■ What to work on ■
Each line of the data that includes the string "PathBuf" is to be copied out.

Stored data entries
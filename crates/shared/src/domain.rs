use std::fmt;

use serde::{Deserialize, Serialize};

macro_rules! id_newtype {
    ($name:ident) => {
        #[derive(
            Debug, Clone, Copy, PartialEq, Eq, PartialOrd, Ord, Hash, Serialize, Deserialize,
        )]
        #[serde(transparent)]
        pub struct $name(pub i64);

        impl fmt::Display for $name {
            fn fmt(&self, f: &mut fmt::Formatter<'_>) -> fmt::Result {
                write!(f, "{}", self.0)
            }
        }
    };
}

id_newtype!(ProcessId);

/// Lamport clock value as reported by the clock service.
pub type LogicalClock = u64;

#[derive(Debug, Clone, PartialEq, Eq, Serialize, Deserialize)]
pub struct Process {
    pub id: ProcessId,
    pub name: String,
    pub logical_clock: LogicalClock,
}

#[derive(Debug, Clone, PartialEq, Eq, Serialize, Deserialize)]
pub struct Event {
    pub process_id: ProcessId,
    pub logical_clock: LogicalClock,
    pub description: String,
}

#[derive(Debug, Clone, Copy, PartialEq, Eq, Serialize, Deserialize)]
#[serde(rename_all = "snake_case")]
pub enum Severity {
    Success,
    Warning,
    Danger,
}

impl Severity {
    pub fn as_str(self) -> &'static str {
        match self {
            Severity::Success => "success",
            Severity::Warning => "warning",
            Severity::Danger => "danger",
        }
    }
}

impl fmt::Display for Severity {
    fn fmt(&self, f: &mut fmt::Formatter<'_>) -> fmt::Result {
        f.write_str(self.as_str())
    }
}

/// A transient user-facing message. An empty `message` never reaches the view.
#[derive(Debug, Clone, PartialEq, Eq, Serialize, Deserialize)]
pub struct Alert {
    pub message: String,
    pub severity: Severity,
}

impl Alert {
    pub fn new(message: impl Into<String>, severity: Severity) -> Self {
        Self {
            message: message.into(),
            severity,
        }
    }
}
//! Wire and domain types shared between the clock-service client and its front-ends.

pub mod domain;
pub mod protocol;

#[cfg(test)]
#[path = "tests/lib_tests.rs"]
mod tests;
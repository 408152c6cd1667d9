//! Application state management for stratus.
//!
//! This module defines the shared state that is passed to all handlers,
//! containing the loaded observation store and its load report.

use std::path::PathBuf;
use std::sync::Arc;
use std::time::SystemTime;

use crate::config::Config;
use crate::error::{Result, StratusError};
use crate::store::{LoadStats, Store};

/// The main application state shared across all handlers
#[derive(Debug, Clone)]
pub struct AppState {
    /// Configuration
    pub config: Config,
    /// File the store was loaded from
    pub source: PathBuf,
    /// Indexed observations
    pub store: Store,
    /// Counters from the load
    pub load_stats: LoadStats,
    /// When the state was built, before the server starts accepting requests
    pub started_at: SystemTime,
}

impl AppState {
    /// Create a new AppState
    pub fn new(config: Config, source: PathBuf, store: Store, load_stats: LoadStats) -> Self {
        Self {
            config,
            source,
            store,
            load_stats,
            started_at: SystemTime::now(),
        }
    }

    /// Create a new AppState wrapped in an Arc for shared ownership
    pub fn new_shared(
        config: Config,
        source: PathBuf,
        store: Store,
        load_stats: LoadStats,
    ) -> Arc<Self> {
        Arc::new(Self::new(config, source, store, load_stats))
    }

    /// Validate that the application state is ready to serve queries
    pub fn validate(&self) -> Result<()> {
        if self.store.is_empty() {
            return Err(StratusError::DataNotFound {
                message: format!(
                    "No valid observations found in {} ({} rows rejected)",
                    self.source.display(),
                    self.load_stats.rejected
                ),
            });
        }

        Ok(())
    }
}
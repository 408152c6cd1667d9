use std::error::Error;
use std::fs::File;
use std::path::PathBuf;

use stratus::data_loader::load_rows;

fn main() -> Result<(), Box<dyn Error>> {
    // Path to the observation file, defaulting to the bundled fixture
    let file_path = std::env::args()
        .nth(1)
        .map(PathBuf::from)
        .unwrap_or_else(|| PathBuf::from("tests/fixtures/seattle-weather.csv"));

    println!("Inspecting data file: {}", file_path.display());

    let (store, stats) = load_rows(File::open(&file_path)?, b',')?;

    println!("\n=== LOAD SUMMARY ===");
    println!("  accepted rows:   {}", stats.accepted);
    println!("  rejected rows:   {}", stats.rejected);
    println!("  duplicate dates: {}", stats.duplicate_dates);

    match store.date_span() {
        Some(span) => println!("  date span:       {} to {}", span.min, span.max),
        None => println!("  date span:       (no records)"),
    }

    println!("\nWeather labels:");
    for (label, count) in store.weather_counts() {
        println!("  {:<12} {}", label, count);
    }

    println!("\nFirst records:");
    for record in store.records().iter().take(5) {
        println!(
            "  {} precip={} max={} min={} wind={} {}",
            record.date_string(),
            record.precipitation,
            record.temp_max,
            record.temp_min,
            record.wind,
            record.weather
        );
    }

    Ok(())
}
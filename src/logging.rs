//! Logging utilities for the stratus server.
//!
//! This module provides structured logging functionality to make logs more
//! searchable, analyzable, and useful for production deployments.

use std::time::Instant;
use tracing::{error, info, warn, Level};

use tower_http::trace::{DefaultMakeSpan, DefaultOnRequest, DefaultOnResponse, TraceLayer};
use tower_http::LatencyUnit;
use uuid::Uuid;

use crate::store::{LoadStats, Store};

/// Creates the tracing layer for HTTP request/response logging
pub fn create_http_trace_layer() -> TraceLayer<
    tower_http::classify::SharedClassifier<tower_http::classify::ServerErrorsAsFailures>,
    DefaultMakeSpan,
    DefaultOnRequest,
    DefaultOnResponse,
> {
    let response_formatter = DefaultOnResponse::new()
        .level(Level::DEBUG)
        .latency_unit(LatencyUnit::Micros);

    TraceLayer::new_for_http()
        .make_span_with(DefaultMakeSpan::new().level(Level::INFO))
        .on_request(DefaultOnRequest::new().level(Level::DEBUG))
        .on_response(response_formatter)
}

/// Initialize the tracing subscriber with the given log level
pub fn init_tracing(log_level: &str) {
    let filter = match std::env::var("RUST_LOG") {
        Ok(val) => val,
        Err(_) => log_level.to_string(),
    };

    tracing_subscriber::fmt()
        .with_env_filter(filter)
        .with_target(true)
        .with_thread_ids(true)
        .init();
}

/// Log the completion of a significant operation
pub fn log_operation_end(operation: &str, start_time: Instant, success: bool) {
    let duration_ms = start_time.elapsed().as_secs_f64() * 1000.0;

    if success {
        info!(
            operation = operation,
            duration_ms = duration_ms,
            "Operation completed successfully"
        );
    } else {
        warn!(
            operation = operation,
            duration_ms = duration_ms,
            "Operation completed with warnings"
        );
    }
}

/// Log detailed information about the data loaded
pub fn log_data_load_stats(file_path: &str, stats: &LoadStats, store: &Store) {
    let span = store
        .date_span()
        .map(|span| format!("{}..={}", span.min, span.max))
        .unwrap_or_else(|| "none".to_string());

    info!(
        operation = "data_load",
        file_path = file_path,
        accepted = stats.accepted,
        rejected = stats.rejected,
        duplicate_dates = stats.duplicate_dates,
        weather_count = store.weather_counts().len(),
        date_span = %span,
        "Backing store initialized"
    );
}

/// Log an error with context
pub fn log_error(error: &crate::error::StratusError, context: &str) {
    error!(
        error = %error,
        context = context,
        "Error occurred"
    );
}

/// Log an error that occurred during request processing
pub fn log_request_error(
    error: &dyn std::error::Error,
    endpoint: &str,
    request_id: &str,
    params: Option<&str>,
) {
    warn!(
        error = %error,
        endpoint = endpoint,
        request_id = request_id,
        params = params.unwrap_or("none"),
        "Request processing error"
    );
}

/// Generate a unique request ID
pub fn generate_request_id() -> String {
    Uuid::new_v4().to_string()
}

#[cfg(test)]
mod tests {
    use super::*;

    #[test]
    fn test_generate_request_id() {
        let id1 = generate_request_id();
        let id2 = generate_request_id();

        assert!(!id1.is_empty());
        assert_ne!(id1, id2);
    }

    #[test]
    fn test_log_helpers_do_not_panic() {
        let (store, stats) = Store::from_rows([
            ["date", "precipitation", "temp_max", "temp_min", "wind", "weather"],
            ["2012-01-01", "0", "1", "0", "1", "sun"],
        ]);
        log_data_load_stats("memory", &stats, &store);
        log_data_load_stats("empty", &LoadStats::default(), &Store::default());
        log_operation_end("test_operation", Instant::now(), true);

        let error = crate::query::QueryError::InvalidOperator;
        log_request_error(&error, "/query", &generate_request_id(), Some("date"));
    }
}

■ Problem solution ■
use std::path::PathBuf;
    pub source: PathBuf,
    pub fn new(config: Config, source: PathBuf, store: Store, load_stats: LoadStats) -> Self {
        source: PathBuf,
use std::path::PathBuf;
        .map(PathBuf::from)
        .unwrap_or_else(|| PathBuf::from("tests/fixtures/seattle-weather.csv"));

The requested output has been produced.